Jul 21, 2008

Jul 19, 2008

É assim o Brasil?

A Lei Seca vem sendo exaltada pela população. Levantamentos indicam que houve uma queda de 57% nas fatalidades envolvendo álcool no trânsito de São Paulo, enquanto lugares como o Rio Grande do Sul apresentam números ainda menores. O espaço para questionamento da recém promulgada lei, no entanto, é nulo. O indivíduo que se opuser está errado e é um libertino ignorante, simples assim.

Ser contra a lei seca é ser a favor da morte, ao que parece. Colocar a Constituição em pauta, lembrando que a mesma invalida tal lei é tabu, e poucos parecem preocupados com o que a Constituição diz ou deixa de dizer, o importante é que sejam obtidos resultados imediatos, que emissoras divulguem dados e que algemas sejam vistas.

Essa postura firme e intransigente por parte da própria sociedade não se limita à Lei Seca. O descaso com a Constituição se evidencia no que atualmente já é chamada de Crise Institucional, envolvendo o presidente do Supremo Tribunal Federal. O que está claro é que se opor traduz-se estar errado, pura e meramente.

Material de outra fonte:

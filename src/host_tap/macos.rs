//! macOS `HostTap`: a `CGEventTapCreate` interceptor at the HID system
//! dispatch point, attached to the caller's run loop as required by §4.E.
//! The callback returns `NULL` to drop an event and the original event
//! pointer to pass it through — CoreGraphics does the actual suppression.

use std::ffi::c_void;
use std::ptr;

use core_foundation::base::TCFType;
use core_foundation::runloop::{kCFRunLoopDefaultMode, CFRunLoop, CFRunLoopRef};
use core_foundation::string::CFStringRef;

use kbd_proto::{Direction, EngineError, HostEvent};

use super::{HostTap, TapAction};

type CgEventRef = *mut c_void;
type CfMachPortRef = *mut c_void;
type CfRunLoopSourceRef = *mut c_void;

const K_CG_SESSION_EVENT_TAP: u32 = 1;
const K_CG_HEAD_INSERT_EVENT_TAP: u32 = 0;
const K_CG_EVENT_TAP_OPTION_DEFAULT: u32 = 0;

const K_CG_EVENT_KEY_DOWN: u32 = 10;
const K_CG_EVENT_KEY_UP: u32 = 11;
const K_CG_KEYBOARD_EVENT_KEYCODE: u32 = 9;

type CgEventTapCallBack =
    extern "C" fn(proxy: *mut c_void, event_type: u32, event: CgEventRef, user_info: *mut c_void) -> CgEventRef;

#[link(name = "ApplicationServices", kind = "framework")]
extern "C" {
    fn CGEventTapCreate(
        tap: u32,
        place: u32,
        options: u32,
        events_of_interest: u64,
        callback: CgEventTapCallBack,
        user_info: *mut c_void,
    ) -> CfMachPortRef;
    fn CGEventTapEnable(tap: CfMachPortRef, enable: bool);
    fn CGEventGetIntegerValueField(event: CgEventRef, field: u32) -> i64;

    fn CFMachPortCreateRunLoopSource(
        allocator: *const c_void,
        port: CfMachPortRef,
        order: isize,
    ) -> CfRunLoopSourceRef;
    fn CFRunLoopAddSource(run_loop: CFRunLoopRef, source: CfRunLoopSourceRef, mode: CFStringRef);
    fn CFRunLoopRemoveSource(run_loop: CFRunLoopRef, source: CfRunLoopSourceRef, mode: CFStringRef);
    fn CFRelease(cf: *const c_void);
}

struct CallbackContext<'a> {
    decide: &'a mut dyn FnMut(HostEvent) -> TapAction,
    now: &'a dyn Fn() -> u64,
}

extern "C" fn handle_event(_proxy: *mut c_void, event_type: u32, event: CgEventRef, user_info: *mut c_void) -> CgEventRef {
    let direction = match event_type {
        K_CG_EVENT_KEY_DOWN => Direction::Down,
        K_CG_EVENT_KEY_UP => Direction::Up,
        // Tap-disabled notifications and anything else we didn't ask for:
        // pass through untouched.
        _ => return event,
    };

    // SAFETY: `user_info` was set from a live `&mut CallbackContext` for the
    // duration of the tap's installation, and CoreGraphics only invokes
    // this callback from the scheduled run loop.
    let context = unsafe { &mut *(user_info as *mut CallbackContext) };
    let key_code = unsafe { CGEventGetIntegerValueField(event, K_CG_KEYBOARD_EVENT_KEYCODE) } as i32;

    let host_event = HostEvent { key_code, direction, at_millis: (context.now)() };
    match (context.decide)(host_event) {
        TapAction::Pass => event,
        TapAction::Drop => ptr::null_mut(),
    }
}

struct TapGuard {
    port: CfMachPortRef,
    source: CfRunLoopSourceRef,
}

impl Drop for TapGuard {
    fn drop(&mut self) {
        unsafe {
            CFRunLoopRemoveSource(CFRunLoop::get_current().as_concrete_TypeRef(), self.source, kCFRunLoopDefaultMode);
            CFRelease(self.source as *const _);
            CFRelease(self.port as *const _);
        }
    }
}

/// `CGEventTapCreate`-backed `HostTap`.
pub struct CgEventHostTap {
    run_loop: std::sync::Mutex<Option<CFRunLoop>>,
}

impl CgEventHostTap {
    pub fn new() -> Self {
        CgEventHostTap { run_loop: std::sync::Mutex::new(None) }
    }

    fn events_of_interest() -> u64 {
        (1u64 << K_CG_EVENT_KEY_DOWN) | (1u64 << K_CG_EVENT_KEY_UP)
    }

    fn install(&self, decide: &mut dyn FnMut(HostEvent) -> TapAction, now: &dyn Fn() -> u64) -> Result<TapGuard, EngineError> {
        let mut context = CallbackContext { decide, now };
        let port = unsafe {
            CGEventTapCreate(
                K_CG_SESSION_EVENT_TAP,
                K_CG_HEAD_INSERT_EVENT_TAP,
                K_CG_EVENT_TAP_OPTION_DEFAULT,
                Self::events_of_interest(),
                handle_event,
                &mut context as *mut CallbackContext as *mut c_void,
            )
        };
        if port.is_null() {
            return Err(EngineError::PermissionDenied(
                "CGEventTapCreate failed, accessibility/input-monitoring permission may be required".into(),
            ));
        }

        let source = unsafe { CFMachPortCreateRunLoopSource(ptr::null(), port, 0) };
        unsafe {
            CFRunLoopAddSource(CFRunLoop::get_current().as_concrete_TypeRef(), source, kCFRunLoopDefaultMode);
            CGEventTapEnable(port, true);
        }

        Ok(TapGuard { port, source })
    }
}

impl Default for CgEventHostTap {
    fn default() -> Self {
        Self::new()
    }
}

impl HostTap for CgEventHostTap {
    fn run(&self, decide: &mut dyn FnMut(HostEvent) -> TapAction) -> Result<(), EngineError> {
        let now = crate::utils::monotonic_millis;
        let _guard = self.install(decide, &now)?;
        *self.run_loop.lock().unwrap() = Some(CFRunLoop::get_current());
        // Runs until the Session Supervisor removes the tap during shutdown
        // (§4.H Draining: "close E (uninstall the tap)" before D).
        CFRunLoop::run_current();
        *self.run_loop.lock().unwrap() = None;
        Ok(())
    }

    fn request_stop(&self) {
        if let Some(run_loop) = self.run_loop.lock().unwrap().as_ref() {
            run_loop.stop();
        }
    }

    fn dry_open(&self) -> Result<(), EngineError> {
        let mut noop = |_event: HostEvent| TapAction::Pass;
        let now = || 0u64;
        self.install(&mut noop, &now).map(drop)
    }
}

Por que não se questiona a antiga lei e os motivos pelo qual a mesma não deu certo? Blitz e punição não existiam até dia 19/06/2008? Fiscalização também é novidade, então? Por que não se indaga o motivo de haver, até pouquíssimo tempo atrás três bafômetros na 4ª maior cidade do mundo?

Visa-se reeducar a população introduzindo legislação que extirpa dos cidadãos direitos com tanta luta obtidos, molestando a história e memória de um povo que se unia contra esse tipo de autoritarismo e idiotia, esquecendo-se e pior, vendendo a idéia de que é possível e correto omitir-se com relação à educação de base, como se a mesma fosse utopia. Lei não muda cultura. Não a introduz nem mesmo a rouba. O mesmo vale para educação. Motorista não começa a se educar no banco do carro, mas sim na cadeira da sala de aula - ou ao menos deveria.

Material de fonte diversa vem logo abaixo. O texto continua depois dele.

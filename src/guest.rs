//! Guest Forwarder (component G): serializes relay intents onto a bounded
//! worker pool, invoking the hypervisor controller CLI with up to
//! `max_in_flight` concurrent subprocesses.

use std::io;
use std::process::Command;
use std::sync::mpsc::{sync_channel, Receiver, SyncSender};
use std::sync::Arc;
use std::thread::JoinHandle;

use kbd_proto::{EngineError, Event, Guest, GuestId, GuestStatus, RelayDirection, RelayIntent};

use crate::events::EventBus;

/// Invokes the hypervisor controller CLI. The real implementation shells
/// out; tests substitute a recording/scripted stand-in.
pub trait GuestController: Send + Sync {
    fn send_key_event(&self, target: &GuestId, scan_code: i32, direction: RelayDirection) -> io::Result<ControllerOutcome>;
    fn list_guests(&self) -> io::Result<ControllerOutcome>;
}

/// Raw process-exit view of a controller invocation, kept decoupled from
/// `std::process::Output` so tests can fabricate one without a subprocess.
pub struct ControllerOutcome {
    pub success: bool,
    pub stdout: String,
    pub stderr: String,
}

/// Shells out to the hypervisor controller named in configuration, per the
/// wire contract in §6 (`send-key-event <uuid> --scancode <N> --event
/// press|release`, `list --all`).
pub struct ProcessController {
    controller_path: String,
}

impl ProcessController {
    pub fn new(controller_path: String) -> Self {
        Self { controller_path }
    }

    fn run(&self, args: &[&str]) -> io::Result<ControllerOutcome> {
        let output = Command::new(&self.controller_path).args(args).output()?;
        Ok(ControllerOutcome {
            success: output.status.success(),
            stdout: String::from_utf8_lossy(&output.stdout).into_owned(),
            stderr: String::from_utf8_lossy(&output.stderr).into_owned(),
        })
    }
}

impl GuestController for ProcessController {
    fn send_key_event(&self, target: &GuestId, scan_code: i32, direction: RelayDirection) -> io::Result<ControllerOutcome> {
        let event = match direction {
            RelayDirection::Press => "press",
            RelayDirection::Release => "release",
        };
        self.run(&[
            "send-key-event",
            &target.0,
            "--scancode",
            &scan_code.to_string(),
            "--event",
            event,
        ])
    }

    fn list_guests(&self) -> io::Result<ControllerOutcome> {
        self.run(&["list", "--all"])
    }
}

/// Parses `list --all` output per §4.G: whitespace-separated `uuid status
/// name` records, one per line; the header (starting with `UUID`) and blank
/// lines are skipped.
pub fn parse_guest_list(stdout: &str) -> Vec<Guest> {
    stdout
        .lines()
        .filter(|line| !line.trim().is_empty())
        .filter(|line| !line.trim_start().starts_with("UUID"))
        .filter_map(|line| {
            let mut parts = line.split_whitespace();
            let uuid = parts.next()?;
            let status = parts.next()?;
            let name = parts.collect::<Vec<_>>().join(" ");
            Some(Guest {
                id: GuestId(uuid.to_owned()),
                status: parse_guest_status(status),
                name,
            })
        })
        .collect()
}

fn parse_guest_status(raw: &str) -> GuestStatus {
    match raw.to_ascii_lowercase().as_str() {
        "running" => GuestStatus::Running,
        "stopped" => GuestStatus::Stopped,
        "suspended" => GuestStatus::Suspended,
        _ => GuestStatus::Unknown,
    }
}

/// Bounded worker pool for component G: up to `max_in_flight` OS threads,
/// each pulling `RelayIntent`s off one shared queue and blocking on the
/// controller subprocess's `wait` (§5's one named suspension point besides
/// the janitor's sleep).
pub struct GuestForwarder {
    tx: SyncSender<RelayIntent>,
    workers: Vec<JoinHandle<()>>,
}

impl GuestForwarder {
    /// Spawns `max_in_flight` worker threads against `controller`. Failed
    /// invocations are logged with scan code, guest id, and stderr and are
    /// never retried (§4.G / §7 `GuestInvocationFailed`: "the key event is
    /// considered lost").
    pub fn spawn(controller: Arc<dyn GuestController>, max_in_flight: usize, event_bus: Arc<EventBus>) -> Self {
        let (tx, rx) = sync_channel::<RelayIntent>(max_in_flight.max(1) * 4);
        let rx = Arc::new(std::sync::Mutex::new(rx));

        let workers = (0..max_in_flight.max(1))
            .map(|_| {
                let controller = Arc::clone(&controller);
                let rx = Arc::clone(&rx);
                let event_bus = Arc::clone(&event_bus);
                std::thread::spawn(move || worker_loop(&rx, controller.as_ref(), event_bus.as_ref()))
            })
            .collect();

        Self { tx, workers }
    }

    /// Enqueues a relay intent. Non-blocking: a full queue means the
    /// session is falling behind bursty typing and the caller (Device
    /// Stream) drops the intent rather than stalling the HID thread.
    pub fn enqueue(&self, intent: RelayIntent) -> Result<(), RelayIntent> {
        self.tx.try_send(intent).map_err(|e| match e {
            std::sync::mpsc::TrySendError::Full(intent) => intent,
            std::sync::mpsc::TrySendError::Disconnected(intent) => intent,
        })
    }

    pub fn sender(&self) -> SyncSender<RelayIntent> {
        self.tx.clone()
    }

    /// Stops accepting new work and waits for outstanding jobs to finish
    /// (§5: "Outstanding G jobs are allowed to complete (no cancellation)").
    pub fn shutdown(self) {
        drop(self.tx);
        for worker in self.workers {
            let _ = worker.join();
        }
    }
}

fn worker_loop(rx: &std::sync::Mutex<Receiver<RelayIntent>>, controller: &dyn GuestController, event_bus: &EventBus) {
    loop {
        let intent = {
            let rx = rx.lock().unwrap();
            rx.recv()
        };
        let Ok(intent) = intent else { break };

        match controller.send_key_event(&intent.target, intent.scan_code, intent.direction) {
            Ok(outcome) if outcome.success => {
                event_bus.publish(Event::RelaySucceeded(intent));
            }
            Ok(outcome) => {
                let error = EngineError::GuestInvocationFailed {
                    scan_code: intent.scan_code,
                    guest: intent.target.clone(),
                    stderr: outcome.stderr,
                };
                warn!("{error}");
                event_bus.publish(Event::RelayFailed { intent, error });
            }
            Err(io_err) => {
                let error = EngineError::GuestInvocationFailed {
                    scan_code: intent.scan_code,
                    guest: intent.target.clone(),
                    stderr: io_err.to_string(),
                };
                warn!(
                    "failed to invoke hypervisor controller for scan code {} on {}: {io_err}",
                    intent.scan_code, intent.target
                );
                event_bus.publish(Event::RelayFailed { intent, error });
            }
        }
    }
}

/// `list_guests()` against a live controller (§4.G).
pub fn list_guests(controller: &dyn GuestController) -> Result<Vec<Guest>, EngineError> {
    let outcome = controller
        .list_guests()
        .map_err(|e| EngineError::SubsystemUnavailable(format!("failed to run guest list command: {e}")))?;
    if !outcome.success {
        return Err(EngineError::SubsystemUnavailable(format!(
            "guest list command exited with failure: {}",
            outcome.stderr
        )));
    }
    Ok(parse_guest_list(&outcome.stdout))
}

Há uma tendência em argumentar que brasileiro só aprende na ‘marra’, justificando assim inconstitucionalidades e violações a liberdades que a própria Constituição nos garante. Na sociedade moderna cada vez mais ouvimos discursos e retórica sobre como para garantirmos o bem de todos, precisamos sacrificar certas liberdades, devolver direitos, violar princípios. A moral avaliada como certa nos é alimentada, e discuti-la tornou-se politicamente incorreto, sob pena de descrédito.

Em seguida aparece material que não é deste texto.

//! Tunables for the keyboard interposer engine.
//!
//! Parsed from a small KDL document, the same format and decoding crate the
//! teacher compositor uses for its own (much larger) configuration. Unlike
//! the teacher, this config has no `include` mechanism — a session runs with
//! one file, loaded once at daemon startup.

use std::fs;
use std::path::{Path, PathBuf};
use std::time::Duration;

use miette::{Context, IntoDiagnostic};

mod error;

pub use error::ConfigError;

/// Top-level configuration document.
#[derive(knuffel::Decode, Debug, Clone, PartialEq)]
pub struct Config {
    /// How long a captured-but-unreleased key may go without a fresh HID
    /// down before the Correlator considers it stale (§4.F `HOLD_TTL`).
    #[knuffel(child, unwrap(argument), default = 10_000)]
    pub hold_ttl_ms: u64,

    /// Window after a HID down in which a host down is accepted as the same
    /// keypress (§4.F `INITIAL_WINDOW`).
    #[knuffel(child, unwrap(argument), default = 80)]
    pub initial_window_ms: u64,

    /// How often the correlator janitor sweeps `last_hid_down`/`last_hid_up`.
    #[knuffel(child, unwrap(argument), default = 5_000)]
    pub janitor_interval_ms: u64,

    /// Entries older than this are pruned by the janitor.
    #[knuffel(child, unwrap(argument), default = 30_000)]
    pub janitor_max_age_ms: u64,

    /// Hard cap on the size of each correlator map.
    #[knuffel(child, unwrap(argument), default = 50)]
    pub janitor_cap: usize,

    /// Maximum number of in-flight hypervisor controller invocations.
    #[knuffel(child, unwrap(argument), default = 2)]
    pub guest_max_in_flight: usize,

    /// Path to the hypervisor controller executable.
    #[knuffel(child, unwrap(argument), default = String::from("vmctl"))]
    pub controller_path: String,

    /// Override for the operator control socket path. When absent, the
    /// socket is placed in the runtime directory (see `kbd_proto::socket`).
    #[knuffel(child, unwrap(argument), default)]
    pub socket_path: Option<String>,
}

impl Config {
    /// Loads and parses a config file from disk.
    pub fn load(path: &Path) -> miette::Result<Self> {
        let contents = fs::read_to_string(path)
            .into_diagnostic()
            .with_context(|| format!("error reading {path:?}"))?;

        let config = Self::parse(
            path.file_name()
                .and_then(|n| n.to_str())
                .unwrap_or("config.kdl"),
            &contents,
        )
        .context("error parsing config")?;

        tracing::debug!("loaded config from {path:?}");
        Ok(config)
    }

    /// Parses a config document from an in-memory string.
    pub fn parse(filename: &str, text: &str) -> Result<Self, ConfigError> {
        knuffel::parse(filename, text).map_err(ConfigError::from)
    }

    pub fn hold_ttl(&self) -> Duration {
        Duration::from_millis(self.hold_ttl_ms)
    }

    pub fn initial_window(&self) -> Duration {
        Duration::from_millis(self.initial_window_ms)
    }

    pub fn janitor_interval(&self) -> Duration {
        Duration::from_millis(self.janitor_interval_ms)
    }

    pub fn janitor_max_age(&self) -> Duration {
        Duration::from_millis(self.janitor_max_age_ms)
    }

    pub fn socket_path(&self) -> Option<PathBuf> {
        self.socket_path.as_ref().map(PathBuf::from)
    }
}

impl Default for Config {
    fn default() -> Self {
        Config::parse("default-config.kdl", include_str!("../resources/default-config.kdl"))
            .expect("bundled default config must parse")
    }
}
use std::path::PathBuf;

use crate::classifier::ClassificationError;

/// Label extracted from one document image.
#[derive(Debug, Clone, PartialEq, Eq)]
pub struct ClassificationResult {
    pub document_type: String,
    pub serial_number: String,
    /// Issuing site, when the model reported one. Logged only.
    pub site: Option<String>,
}

impl ClassificationResult {
    pub fn new(document_type: impl Into<String>, serial_number: impl Into<String>) -> Self {
        Self {
            document_type: document_type.into(),
            serial_number: serial_number.into(),
            site: None,
        }
    }
}

/// What the classifier decided for one file.
#[derive(Debug)]
pub enum ProcessingOutcome {
    Success(ClassificationResult),
    Failure(ClassificationError),
}

/// Where a file ended up.
#[derive(Debug, Clone, Copy, PartialEq, Eq)]
pub enum Placement {
    /// Renamed into its document type folder.
    Sorted,
    /// Moved unchanged into the failure bucket.
    Quarantined,
}

#[derive(Debug, Clone)]
pub struct FileReport {
    pub source: PathBuf,
    pub destination: PathBuf,
    pub placement: Placement,
}

/// Counters for one run (batch or watch session).
#[derive(Debug, Default, Clone, PartialEq, Eq)]
pub struct RunSummary {
    pub sorted: usize,
    pub quarantined: usize,
    pub errored: usize,
}

impl RunSummary {
    pub fn record(&mut self, report: &FileReport) {
        match report.placement {
            Placement::Sorted => self.sorted += 1,
            Placement::Quarantined => self.quarantined += 1,
        }
    }

    pub fn record_error(&mut self) {
        self.errored += 1;
    }

    pub fn total(&self) -> usize {
        self.sorted + self.quarantined + self.errored
    }

    pub fn merge(&mut self, other: &RunSummary) {
        self.sorted += other.sorted;
        self.quarantined += other.quarantined;
        self.errored += other.errored;
    }
}
pub mod startup;
pub mod task;

use std::collections::{HashSet, VecDeque};
use std::path::PathBuf;
use std::sync::Arc;

use tokio::sync::{mpsc, watch};

use crate::app::AppState;
use crate::pipeline;
use crate::types::RunSummary;

use task::Task;

/// Unbounded FIFO of files waiting to be processed.
///
/// A path is held at most once while pending, so a burst of events for the
/// same file does not process it twice.
pub struct FileQueue {
    pending: VecDeque<Task>,
    queued: HashSet<PathBuf>,
    /// Notification channel for the processor.
    notify: Option<mpsc::UnboundedSender<()>>,
}

impl Default for FileQueue {
    fn default() -> Self {
        Self::new()
    }
}

impl FileQueue {
    pub fn new() -> Self {
        Self {
            pending: VecDeque::new(),
            queued: HashSet::new(),
            notify: None,
        }
    }

    pub fn set_notifier(&mut self, tx: mpsc::UnboundedSender<()>) {
        self.notify = Some(tx);
    }

    /// Queue a task. Returns `false` if the path is already pending.
    pub fn enqueue(&mut self, task: Task) -> bool {
        if !self.queued.insert(task.path.clone()) {
            tracing::debug!(task = %task.description(), "Already queued, skipping");
            return false;
        }

        tracing::debug!(task = %task.description(), "Enqueuing task");
        self.pending.push_back(task);

        if let Some(ref tx) = self.notify {
            let _ = tx.send(());
        }
        true
    }

    pub fn take_next(&mut self) -> Option<Task> {
        let task = self.pending.pop_front()?;
        self.queued.remove(&task.path);
        Some(task)
    }

    pub fn len(&self) -> usize {
        self.pending.len()
    }

    pub fn is_empty(&self) -> bool {
        self.pending.is_empty()
    }

    pub fn clear(&mut self) {
        self.pending.clear();
        self.queued.clear();
    }
}

/// Process every queued file, one at a time.
pub async fn drain_queue(state: &AppState) -> RunSummary {
    drain_until(state, || false).await
}

/// Like [`drain_queue`], but `should_stop` is checked before each file.
/// The file in progress always completes.
pub async fn drain_until<F>(state: &AppState, should_stop: F) -> RunSummary
where
    F: Fn() -> bool,
{
    let mut summary = RunSummary::default();

    loop {
        if should_stop() {
            break;
        }

        let task = {
            let mut file_queue = state.file_queue.write().await;
            file_queue.take_next()
        };

        let task = match task {
            Some(t) => t,
            None => break,
        };

        // Watch events can trail a start-up scan that already moved the file.
        if !tokio::fs::try_exists(&task.path).await.unwrap_or(true) {
            tracing::debug!(task = %task.description(), "File no longer present, skipping");
            continue;
        }

        tracing::info!(task = %task.description(), "Processing task");

        match pipeline::process_file(state, &task.path).await {
            Ok(report) => summary.record(&report),
            Err(e) => {
                tracing::error!(
                    task = %task.description(),
                    error = %e,
                    "Task failed"
                );
                summary.record_error();
            }
        }
    }

    summary
}

/// Run the background queue processor until `shutdown` flips to `true`.
pub async fn run_queue_processor(
    state: Arc<AppState>,
    mut shutdown: watch::Receiver<bool>,
) -> RunSummary {
    let (tx, mut rx) = mpsc::unbounded_channel::<()>();

    {
        let mut file_queue = state.file_queue.write().await;
        file_queue.set_notifier(tx);
    }

    tracing::info!("Queue processor started");

    let mut summary = RunSummary::default();

    loop {
        // Work queued before the notifier existed is picked up here too.
        let stop = shutdown.clone();
        let batch = drain_until(&state, move || *stop.borrow()).await;
        summary.merge(&batch);

        if *shutdown.borrow() {
            break;
        }

        tokio::select! {
            msg = rx.recv() => {
                if msg.is_none() {
                    break;
                }
            }
            changed = shutdown.changed() => {
                if changed.is_err() || *shutdown.borrow() {
                    break;
                }
            }
        }
    }

    tracing::info!("Queue processor stopped");
    summary
}
use std::path::PathBuf;

/// How a file came to be queued.
#[derive(Debug, Clone, Copy, PartialEq, Eq)]
pub enum TaskOrigin {
    /// Found by a directory scan (one-shot mode or watch start-up).
    Scan,
    /// Reported by the filesystem watcher.
    Watch,
}

/// A file waiting to go through the pipeline.
#[derive(Debug, Clone)]
pub struct Task {
    pub path: PathBuf,
    pub origin: TaskOrigin,
}

impl Task {
    pub fn new(path: PathBuf, origin: TaskOrigin) -> Self {
        Self { path, origin }
    }

    pub fn description(&self) -> String {
        let origin = match self.origin {
            TaskOrigin::Scan => "scan",
            TaskOrigin::Watch => "watch",
        };
        format!("Process {} ({origin})", self.path.display())
    }
}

A cada momento o Brasil se transforma em um país onde os fins justificam os meios. Uma lei é promulgada e, mesmo ferindo a Constituição, é apoiada; Um ministro do STF tem sua reputação colocada em xeque ao recusar-se a bolinar a Constituição, mas ‘ricos’ estão sendo presos; Mais de quatrocentas mil pessoas (no ano de 2007 apenas, e incluindo desembargadores, atores e até ministros) estão sendo grampeadas – sem motivo claro para grande parte – mas a confiança no Estado é maior que qualquer agressão e, portanto, inabalável.

Enquanto a privacidade se torna luxo, a condescendência e omissão crescem. Ter dinheiro é ser corrupto, ‘indício’ e ‘clamor popular’ transformam-se termos chave para arquitetura e solução de casos, obtenção de grampos, prisões preventivas e temporárias e é assim o Brasil. O povo parece não ter interesse algum em mudar ou, ainda, discutir mudanças. O longo prazo é esquecido, o abismo social alargado e esparadrapos são distribuídos sem pudor, fantasiados de Projeto de Governo para serem colocados indiscriminadamente em cada artéria que começa a sangrar no país - com prazo válido para eleições.